Records for the task |
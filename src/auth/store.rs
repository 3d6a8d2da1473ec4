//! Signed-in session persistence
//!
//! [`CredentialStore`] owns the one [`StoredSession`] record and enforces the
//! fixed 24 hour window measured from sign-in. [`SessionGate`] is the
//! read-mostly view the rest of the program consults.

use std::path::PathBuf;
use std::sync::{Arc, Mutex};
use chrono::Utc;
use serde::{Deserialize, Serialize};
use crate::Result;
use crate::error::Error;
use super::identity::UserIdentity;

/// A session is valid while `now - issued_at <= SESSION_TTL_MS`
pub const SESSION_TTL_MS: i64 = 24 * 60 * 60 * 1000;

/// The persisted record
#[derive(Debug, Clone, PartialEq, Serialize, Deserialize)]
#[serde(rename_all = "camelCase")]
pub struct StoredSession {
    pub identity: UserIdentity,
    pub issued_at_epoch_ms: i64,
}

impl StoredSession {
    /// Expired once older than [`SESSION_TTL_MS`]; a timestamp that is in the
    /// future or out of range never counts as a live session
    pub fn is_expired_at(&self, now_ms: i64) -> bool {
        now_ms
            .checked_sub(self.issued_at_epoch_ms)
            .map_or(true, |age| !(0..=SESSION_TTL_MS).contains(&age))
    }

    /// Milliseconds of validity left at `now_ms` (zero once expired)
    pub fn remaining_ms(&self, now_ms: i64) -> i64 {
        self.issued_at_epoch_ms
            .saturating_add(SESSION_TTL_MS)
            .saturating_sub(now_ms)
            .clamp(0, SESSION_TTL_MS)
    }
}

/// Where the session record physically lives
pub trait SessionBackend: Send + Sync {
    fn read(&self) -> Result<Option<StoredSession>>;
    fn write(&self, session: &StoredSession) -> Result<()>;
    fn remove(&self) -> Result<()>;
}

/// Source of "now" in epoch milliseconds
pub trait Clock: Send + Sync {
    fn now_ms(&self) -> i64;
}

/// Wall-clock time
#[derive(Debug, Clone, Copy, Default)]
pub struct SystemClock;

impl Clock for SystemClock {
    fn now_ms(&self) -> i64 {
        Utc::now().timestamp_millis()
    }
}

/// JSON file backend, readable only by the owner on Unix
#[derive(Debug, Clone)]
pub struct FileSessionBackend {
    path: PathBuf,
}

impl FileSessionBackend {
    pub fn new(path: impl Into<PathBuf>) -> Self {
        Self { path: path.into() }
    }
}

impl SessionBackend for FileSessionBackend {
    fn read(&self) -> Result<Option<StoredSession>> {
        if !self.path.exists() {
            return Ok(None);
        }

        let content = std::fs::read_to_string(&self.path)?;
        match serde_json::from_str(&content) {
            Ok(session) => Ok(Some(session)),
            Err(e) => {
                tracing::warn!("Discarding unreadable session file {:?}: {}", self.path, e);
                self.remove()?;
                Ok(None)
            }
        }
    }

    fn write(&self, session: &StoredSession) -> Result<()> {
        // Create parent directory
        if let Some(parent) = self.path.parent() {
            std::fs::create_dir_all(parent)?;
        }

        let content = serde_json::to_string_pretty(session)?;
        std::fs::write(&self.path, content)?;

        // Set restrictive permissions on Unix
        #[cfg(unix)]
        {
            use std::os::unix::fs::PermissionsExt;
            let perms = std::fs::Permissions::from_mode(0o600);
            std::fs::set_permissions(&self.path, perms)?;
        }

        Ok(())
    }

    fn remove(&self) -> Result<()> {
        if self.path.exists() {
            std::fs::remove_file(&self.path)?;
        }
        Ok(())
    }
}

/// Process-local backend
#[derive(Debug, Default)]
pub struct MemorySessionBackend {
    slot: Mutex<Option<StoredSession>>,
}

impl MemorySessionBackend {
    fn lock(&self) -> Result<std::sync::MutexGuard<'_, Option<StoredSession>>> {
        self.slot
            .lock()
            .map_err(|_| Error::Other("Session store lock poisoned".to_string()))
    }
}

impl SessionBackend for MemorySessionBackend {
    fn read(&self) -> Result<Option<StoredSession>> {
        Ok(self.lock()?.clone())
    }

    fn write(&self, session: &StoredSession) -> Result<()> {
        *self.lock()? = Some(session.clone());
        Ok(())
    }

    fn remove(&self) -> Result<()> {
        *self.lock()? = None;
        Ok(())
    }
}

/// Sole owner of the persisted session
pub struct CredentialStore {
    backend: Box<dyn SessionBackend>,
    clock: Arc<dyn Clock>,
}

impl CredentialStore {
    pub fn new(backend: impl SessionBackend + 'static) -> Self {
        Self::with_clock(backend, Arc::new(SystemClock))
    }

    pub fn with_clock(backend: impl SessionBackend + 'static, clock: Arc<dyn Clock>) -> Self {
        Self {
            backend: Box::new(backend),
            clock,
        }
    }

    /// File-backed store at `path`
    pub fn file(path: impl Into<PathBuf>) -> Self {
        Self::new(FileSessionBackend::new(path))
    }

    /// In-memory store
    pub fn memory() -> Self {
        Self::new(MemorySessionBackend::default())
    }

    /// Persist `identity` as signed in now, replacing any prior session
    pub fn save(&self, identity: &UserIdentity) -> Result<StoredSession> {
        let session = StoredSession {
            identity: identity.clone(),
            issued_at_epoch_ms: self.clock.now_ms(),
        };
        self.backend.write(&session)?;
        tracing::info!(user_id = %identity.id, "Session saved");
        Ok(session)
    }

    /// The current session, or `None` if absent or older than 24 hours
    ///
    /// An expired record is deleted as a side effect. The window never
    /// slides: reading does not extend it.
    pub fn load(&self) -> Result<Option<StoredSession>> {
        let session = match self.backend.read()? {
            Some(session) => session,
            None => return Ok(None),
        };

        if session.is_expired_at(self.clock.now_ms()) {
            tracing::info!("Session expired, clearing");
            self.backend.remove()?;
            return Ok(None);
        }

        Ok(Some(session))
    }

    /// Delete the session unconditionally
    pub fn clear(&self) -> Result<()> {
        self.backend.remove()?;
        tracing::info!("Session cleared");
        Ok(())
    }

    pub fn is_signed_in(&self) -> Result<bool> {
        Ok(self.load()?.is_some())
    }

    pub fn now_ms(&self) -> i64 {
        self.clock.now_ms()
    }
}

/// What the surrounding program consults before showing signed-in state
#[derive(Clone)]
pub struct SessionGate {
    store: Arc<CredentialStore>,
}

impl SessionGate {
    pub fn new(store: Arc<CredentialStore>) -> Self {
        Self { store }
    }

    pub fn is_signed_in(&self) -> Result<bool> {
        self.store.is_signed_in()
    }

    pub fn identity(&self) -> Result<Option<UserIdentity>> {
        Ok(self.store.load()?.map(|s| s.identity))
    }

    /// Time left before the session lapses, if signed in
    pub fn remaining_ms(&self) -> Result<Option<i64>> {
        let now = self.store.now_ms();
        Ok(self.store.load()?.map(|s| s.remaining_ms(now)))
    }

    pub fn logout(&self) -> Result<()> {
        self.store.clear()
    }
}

* * *

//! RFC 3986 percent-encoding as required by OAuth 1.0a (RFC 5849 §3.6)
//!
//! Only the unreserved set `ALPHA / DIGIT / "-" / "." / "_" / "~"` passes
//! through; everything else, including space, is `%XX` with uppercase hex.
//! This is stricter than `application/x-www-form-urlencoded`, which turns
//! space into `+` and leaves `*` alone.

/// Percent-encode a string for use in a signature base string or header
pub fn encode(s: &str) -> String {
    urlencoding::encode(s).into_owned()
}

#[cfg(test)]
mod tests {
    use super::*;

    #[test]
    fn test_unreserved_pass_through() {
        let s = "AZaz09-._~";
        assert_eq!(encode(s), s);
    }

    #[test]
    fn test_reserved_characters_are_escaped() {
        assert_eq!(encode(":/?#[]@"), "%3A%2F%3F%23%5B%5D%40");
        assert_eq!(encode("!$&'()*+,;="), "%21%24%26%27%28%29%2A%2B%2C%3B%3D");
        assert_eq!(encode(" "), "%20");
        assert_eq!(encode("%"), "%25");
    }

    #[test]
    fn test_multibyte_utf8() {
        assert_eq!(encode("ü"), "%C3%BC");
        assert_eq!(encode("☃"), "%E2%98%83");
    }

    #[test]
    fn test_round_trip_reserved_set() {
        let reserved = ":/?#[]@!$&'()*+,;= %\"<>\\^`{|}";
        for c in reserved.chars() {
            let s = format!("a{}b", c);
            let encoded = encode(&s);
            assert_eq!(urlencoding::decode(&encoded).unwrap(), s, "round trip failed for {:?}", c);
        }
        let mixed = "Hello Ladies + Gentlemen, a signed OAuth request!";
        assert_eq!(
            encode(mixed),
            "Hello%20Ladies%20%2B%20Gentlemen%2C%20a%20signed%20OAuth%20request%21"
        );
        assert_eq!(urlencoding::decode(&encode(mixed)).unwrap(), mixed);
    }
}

Problem requirements |
Using the entries above, work out the number of lines containing the string "UserIdentity", and supply only that number.

Response area |
4